Thursday, May 26, 2011

Eyes

A final Cadence lingers in the air,
Heart pounding.
Feet throbbing.
I advance to the front - why am I doing this?

I look into the audience,
See a pair of eyes 
THE pair of eyes.
I've seen your eyes before.

Take in a deep breath,
fly away.
          ...
Post Script: Dramatic yes? I hope so. An exaggerated tale to engage the audience before stating what really happened.

I sang in Master Class today. I took on the "One Week Challenge" (i.e. learning a song and then performing it all within a week). I woke up this morning, (no, I was not feeling like P-diddy), got myself all beautiful and stuff because I knew I'd be seeing a certain somebody. It actually ended up being two somebodys.
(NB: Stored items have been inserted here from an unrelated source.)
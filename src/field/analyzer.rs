//! Quantities derived from a solved potential grid.

use glam::DVec3;

use crate::discretization::grid::VoxelGrid;
use crate::field::grid::{ScalarGrid, VectorGrid};
use crate::models::electrode::GeometrySnapshot;

/// `E = -grad V` [V/m] and its magnitude.
///
/// Interior voxels use central differences, the first and last voxel of each
/// line one-sided differences. An axis with a single voxel has no gradient.
pub fn derive_field(potential: &ScalarGrid) -> (ScalarGrid, VectorGrid) {
    let grid = potential.grid;
    let h = grid.spacing_m();
    let [x, y, z] = std::array::from_fn(|axis| {
        ScalarGrid::from_fn(grid, |i, j, k| -axis_derivative(potential, axis, h[axis], [i, j, k]))
    });
    let field = VectorGrid { x, y, z };
    (field.magnitude(), field)
}

fn axis_derivative(v: &ScalarGrid, axis: usize, h: f64, at: [usize; 3]) -> f64 {
    let n = v.grid.dims[axis];
    if n < 2 {
        return 0.0;
    }
    let shifted = |t: usize| {
        let mut p = at;
        p[axis] = t;
        v.get(p[0], p[1], p[2])
    };
    let t = at[axis];
    if t == 0 {
        (shifted(1) - shifted(0)) / h
    } else if t == n - 1 {
        (shifted(n - 1) - shifted(n - 2)) / h
    } else {
        (shifted(t + 1) - shifted(t - 1)) / (2.0 * h)
    }
}

/// Value of the voxel enclosing `point` (mm), 0.0 outside the grid.
pub fn sample_at(grid: &ScalarGrid, point: DVec3) -> f64 {
    grid.value_at(point).unwrap_or(0.0)
}

pub fn sample_many(grid: &ScalarGrid, points: &[DVec3]) -> Vec<f64> {
    points.iter().map(|&p| sample_at(grid, p)).collect()
}

/// Field magnitude [V/m] at each point, 0.0 outside the grid.
pub fn field_at_points(potential: &ScalarGrid, points: &[DVec3]) -> Vec<f64> {
    let (magnitude, _) = derive_field(potential);
    sample_many(&magnitude, points)
}

/// Potential at the grid node nearest each contact, in contact order.
///
/// Nodes sit at `linspace(0, L, n)` per axis; contacts off the grid read the
/// closest edge node.
pub fn contact_voltages(potential: &ScalarGrid, electrode: &GeometrySnapshot) -> Vec<f64> {
    let grid: &VoxelGrid = &potential.grid;
    electrode
        .contacts
        .iter()
        .map(|c| {
            let [i, j, k] = std::array::from_fn(|axis| grid.nearest_node(axis, c.position[axis]));
            potential.get(i, j, k)
        })
        .collect()
}

#[cfg(test)]
mod tests {
    use super::*;
    use crate::models::electrode::{ElectrodeArray, ElectrodeKind};
    use approx::assert_relative_eq;

    #[test]
    fn linear_ramp_gives_uniform_field() {
        for (dims, extent) in [([6, 4, 5], [12.0, 8.0, 5.0]), ([11, 3, 2], [5.5, 1.0, 1.0])] {
            let grid = VoxelGrid::new(dims, extent).unwrap();
            let c = 0.25;
            let ramp = ScalarGrid::from_fn(grid, |i, _, _| c * i as f64);
            let (magnitude, field) = derive_field(&ramp);
            let dx = grid.spacing_m()[0];
            for idx in 0..grid.n_voxels() {
                assert_relative_eq!(field.x.data[idx], -c / dx, max_relative = 1e-12);
                assert_eq!(field.y.data[idx], 0.0);
                assert_eq!(field.z.data[idx], 0.0);
                assert_relative_eq!(magnitude.data[idx], c / dx, max_relative = 1e-12);
            }
        }
    }

    #[test]
    fn single_voxel_axis_has_no_gradient() {
        let grid = VoxelGrid::new([4, 1, 1], [4.0, 1.0, 1.0]).unwrap();
        let v = ScalarGrid::from_vec(grid, vec![0.0, 1.0, 4.0, 9.0]);
        let (_, field) = derive_field(&v);
        // one-sided at the ends, central inside, h = 1e-3 m
        assert_relative_eq!(field.x.data[0], -1000.0, max_relative = 1e-12);
        assert_relative_eq!(field.x.data[1], -2000.0, max_relative = 1e-12);
        assert_relative_eq!(field.x.data[3], -5000.0, max_relative = 1e-12);
        assert!(field.y.data.iter().chain(&field.z.data).all(|&e| e == 0.0));
    }

    #[test]
    fn sampling_defaults_to_zero_outside() {
        let grid = VoxelGrid::cube(4, 8.0).unwrap();
        let v = ScalarGrid::from_fn(grid, |i, j, k| (i + j + k) as f64 + 1.0);
        let points = [
            DVec3::new(7.9, 0.0, 0.0),
            DVec3::new(-1.0, 1.0, 1.0),
            DVec3::new(3.0, 3.0, 8.0),
            DVec3::new(2.0, 2.0, 2.0),
        ];
        assert_eq!(sample_many(&v, &points), vec![4.0, 0.0, 0.0, 4.0]);
        assert_eq!(sample_at(&v, DVec3::new(1.0, 9.0, 1.0)), 0.0);
        assert_eq!(field_at_points(&v, &points)[1], 0.0);
    }

    #[test]
    fn contact_voltages_read_nearest_node() {
        let grid = VoxelGrid::cube(5, 20.0).unwrap();
        // nodes at 0, 5, 10, 15, 20 mm
        let v = ScalarGrid::from_fn(grid, |_, _, k| k as f64);
        let e = ElectrodeArray::build(
            ElectrodeKind::Quadripolar,
            DVec3::new(10.0, 10.0, 4.0),
            DVec3::Z,
            0,
        )
        .unwrap();
        // contacts at z = 4, 6, 8, 10
        let volts = contact_voltages(&v, &e.geometry_snapshot());
        assert_eq!(volts, vec![1.0, 1.0, 2.0, 2.0]);
    }
}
I warmed up to the best of my abilities and went toward the outside hallway of my classroom. I see him, the dreaded ex, and I feel my stomach drop. I had secretly hoped that he would not come today even though I knew he would. He'd never miss the chance to see me again. 

So class starts and I'm trying my hardest not to look, not to think of him. Of course it didn't work. Couldn't help but glance over every couple of minutes. The last person before me finishes his song and I know I'm up. (Insert preferred expletive here). I walk to what feels like will be the end of my life and I give him one last glance before I start. I can do this. I wish my best friend were here, he's the one I can truly sing for. I can do this. I start my song and then mess up, of course. Start again. Mess up again. My teacher joins me to make sure I'm alright, but I am mortified.

I try to persevere through my piece and I eventually make it with the help of my teacher. At this point I'm dying. I wonder what he thinks. I wonder why I can't do this. I wish my best friend were here. At that moment I see another pair of eyes - a familiar pair that belong to my best friend. I start my song a final time and completely nail it. Huzzah!

I got many compliments but there were three that made my day:
1.) "You are amazing, I had no clue you could sing like that. Blew me away." - An amazing singer that I look up to very much.
2.) "See ya later Brandy, good job." - Ex.
3.) A high five along with a hug, "Sounded pretty good. Sorry I was late." - Bestie.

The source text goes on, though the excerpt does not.